И в других местах хроники князь Тарентский предстает вождем, который, будучи верен своим высоким идеалам, сдерживает захватнические аппетиты рыцарей или по крайней мере выражает сожаление об уже произведенных ими бесчинствах. Однажды в Македонии (дело происходило в феврале 1097 г.) норманны, прослышав, что в некоем греческом укреплении имеется много запасов всякого рода, загорелись желанием овладеть им. Однако Боэмунд отказался санкционировать захват крепости. На этой почве у него даже произошла ссора с запальчивым Танкредом и с другими рыцарями.109) В другой раз, когда [303] ополчение находилось в городе Серры (Восточная Македония), Боэмунд, вступив в соглашение с двумя куропалатами (cum duobus corpalatiis) Алексея I, «ради дружбы с ними и во имя справедливости по отношению к стране (pro amicicia eorum ас pro justicia terrae)» вернул грекам скот, ранее захваченный крестоносцами.110) Достоверность этих сообщений, как и приведенного ранее, сама по себе не вызывает сомнений: Боэмунд был достаточно благоразумным политиком и понимал, что в его же собственных интересах до поры до времени не допускать излишних осложнений с Константинополем. Интересна, однако, мотивировка хронистом действий своего героя. Боэмунд, если верить Анониму, отказался дать согласие рыцарям, пожелавшим напасть на императорское укрепление, только потому, что не хотел подвергать опасности христианскую территорию и к тому же был преисполнен заботы о сохранении верности императору греков («pro fiducia imperatoris»).111) Аналогичные побуждения будто бы заставили его возвратить грекам и скот.

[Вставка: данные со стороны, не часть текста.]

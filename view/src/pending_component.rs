use std::collections::HashMap;

use shadow_sync_shared::NodeId;

use crate::backend::ComponentInit;

/// Creation state of a component announced by the data side.
///
/// A component stays `AwaitingDecision` until `associate_value` reports
/// whether it is rendered by the host framework. Only then is the backend
/// asked to create it.
#[derive(Clone, Copy, Debug, PartialEq, Eq)]
pub enum ComponentState {
    AwaitingDecision,
    Resolved { external: bool },
}

/// Everything needed to create the component once it is resolved
#[derive(Clone, Debug)]
pub(crate) struct PendingComponent {
    pub id: NodeId,
    pub shadow_root: NodeId,
    pub init: ComponentInit,
    pub owner: Option<NodeId>,
    pub shadow_root_released: bool,
}

enum Phase {
    AwaitingDecision(Box<PendingComponent>),
    Resolved { external: bool },
}

#[derive(Default)]
pub(crate) struct ComponentTable {
    components: HashMap<NodeId, Phase>,
    shadow_roots: HashMap<NodeId, NodeId>,
}

impl ComponentTable {
    pub fn new() -> Self {
        Self::default()
    }

    pub fn begin(&mut self, id: NodeId, shadow_root: NodeId, init: ComponentInit, owner: Option<NodeId>) {
        self.shadow_roots.insert(shadow_root, id);
        self.components.insert(
            id,
            Phase::AwaitingDecision(Box::new(PendingComponent {
                id,
                shadow_root,
                init,
                owner,
                shadow_root_released: false,
            })),
        );
    }

    /// Component id for either the component itself or its shadow root
    fn component_of(&self, id: NodeId) -> NodeId {
        self.shadow_roots.get(&id).copied().unwrap_or(id)
    }

    pub fn state(&self, id: NodeId) -> Option<ComponentState> {
        match self.components.get(&id)? {
            Phase::AwaitingDecision(_) => Some(ComponentState::AwaitingDecision),
            Phase::Resolved { external } => Some(ComponentState::Resolved {
                external: *external,
            }),
        }
    }

    pub fn pending(&self, id: NodeId) -> Option<&PendingComponent> {
        match self.components.get(&id)? {
            Phase::AwaitingDecision(pending) => Some(pending),
            Phase::Resolved { .. } => None,
        }
    }

    /// Whether `id` is a component, or the shadow root of one, that has not
    /// been created on the backend yet
    pub fn is_pending(&self, id: NodeId) -> bool {
        matches!(
            self.components.get(&self.component_of(id)),
            Some(Phase::AwaitingDecision(_))
        )
    }

    pub fn has_pending(&self) -> bool {
        self.components
            .values()
            .any(|phase| matches!(phase, Phase::AwaitingDecision(_)))
    }

    /// `AwaitingDecision -> Resolved`. Returns the creation parameters, or
    /// `None` if the component was not awaiting a decision.
    pub fn resolve(&mut self, id: NodeId, external: bool) -> Option<PendingComponent> {
        let phase = self.components.get_mut(&id)?;
        if !matches!(phase, Phase::AwaitingDecision(_)) {
            return None;
        }
        let pending = match std::mem::replace(phase, Phase::Resolved { external }) {
            Phase::AwaitingDecision(pending) => *pending,
            Phase::Resolved { .. } => return None,
        };
        if pending.shadow_root_released {
            self.shadow_roots.remove(&pending.shadow_root);
        }
        Some(pending)
    }

    /// Forgets a released component or shadow root. Returns the pending
    /// creation when a component is released before being resolved.
    pub fn release(&mut self, id: NodeId) -> Option<PendingComponent> {
        if let Some(component) = self.shadow_roots.get(&id).copied() {
            // kept while pending, commands created inside it are still held back
            match self.components.get_mut(&component) {
                Some(Phase::AwaitingDecision(pending)) => pending.shadow_root_released = true,
                _ => {
                    self.shadow_roots.remove(&id);
                }
            }
            return None;
        }
        match self.components.remove(&id)? {
            Phase::AwaitingDecision(pending) => {
                self.shadow_roots.remove(&pending.shadow_root);
                Some(*pending)
            }
            Phase::Resolved { .. } => None,
        }
    }
}
/// Slot placeholder changes announced by the view side, queued until the
/// backend context applies them
#[derive(Clone, Debug, PartialEq)]
pub enum DynamicSlotUpdate {
    Insert {
        component: NodeId,
        index: Option<u32>,
        slots: Vec<DynamicSlotInit>,
    },
    Update {
        slot: SlotId,
        values: Value,
        changed_names: Vec<String>,
    },
    Remove {
        slots: Vec<SlotId>,
    },
}

pub type CustomMethodHandler = Box<dyn FnMut(Option<NodeId>, Value)>;

/// Data side endpoint of a channel: publishes commands, keeps the callback
/// table and the live event table, and applies replies from the view side.
pub struct MessageChannelDataSide {
    publisher: Box<dyn Publisher>,
    callbacks: CallbackManager,
    events: HashMap<EventId, EventInit>,
    event_handler: Option<Box<dyn EventHandler>>,
    custom_method_handler: Option<CustomMethodHandler>,
    overlay_inspect: Option<CallbackId>,
    dynamic_slot_updates: VecDeque<DynamicSlotUpdate>,
}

Идеализация героя заметна и там, где подчеркивается христианское милосердие Боэмунда. Аноним сообщает, как этот князь был якобы «сильно опечален (contristatus est valde)» тем, что пожар в течение нескольких часов уничтожил в Антиохии почти две тысячи домов и церквей. А между тем сам Боэмунд был виновником этого, не первого и не последнего, злодеяния захватчиков в Сирии. Это он, как рассказывает Аноним, разгневавшись, что не мог найти среди перетрусивших крестоносцев достаточно отважных бойцов, которые бы взялись выбить турок из городской цитадели (доблестные ратники господни, оказывается, заперлись в домах недавно захваченной ими Антиохии и боялись выходить оттуда, страшась кто — голода, а кто — турок), приказал поджечь город, дабы выкурить рыцарей из их убежищ. Цель была достигнута, но хронист спешит обелить своего героя, заставляя его сожалеть об ущербе, причиненном городу огнем. Он пользуется случаем, чтобы подчеркнуть и благочестие князя, который, оказывается, особенно «опасался за церкви Святого Петра и Святой Марии и за другие храмы».112)

Боэмунд в изображении Анонима — великодушный предводитель. Он отпускает на волю захваченных в плен византийских наемников — туркопулов и печенегов, напавших по приказу императора на войско норманнов после того, как 18 февраля 1097 г. оно переправилось через реку Вардар.113) Точно также позднее по договоренности с командиром антиохийской цитадели, сдавшимся после разгрома Кербоги, Боэмунд «разрешил удалиться восвояси целыми и невредимыми» тем туркам, которые [304] не желали перейти в христианскую веру. Хронист дважды подчеркивает, что «тех, кто хотел жить по своей вере (suas voluerunt tenere leges), сеньор Боэмунд распорядился отпустить в сарацинскую землю».114) Проявил ли Боэмунд и в данной ситуации политическую дальновидность (каковую склонен усматривать здесь французский комментатор хроники — Л. Брейе115)), или приведенный факт — выдумка хрониста (что вероятнее, особенно если учесть жестокость этого князя в аналогичных случаях, например при захвате аль-Маарры116)), тенденция хроники очевидна.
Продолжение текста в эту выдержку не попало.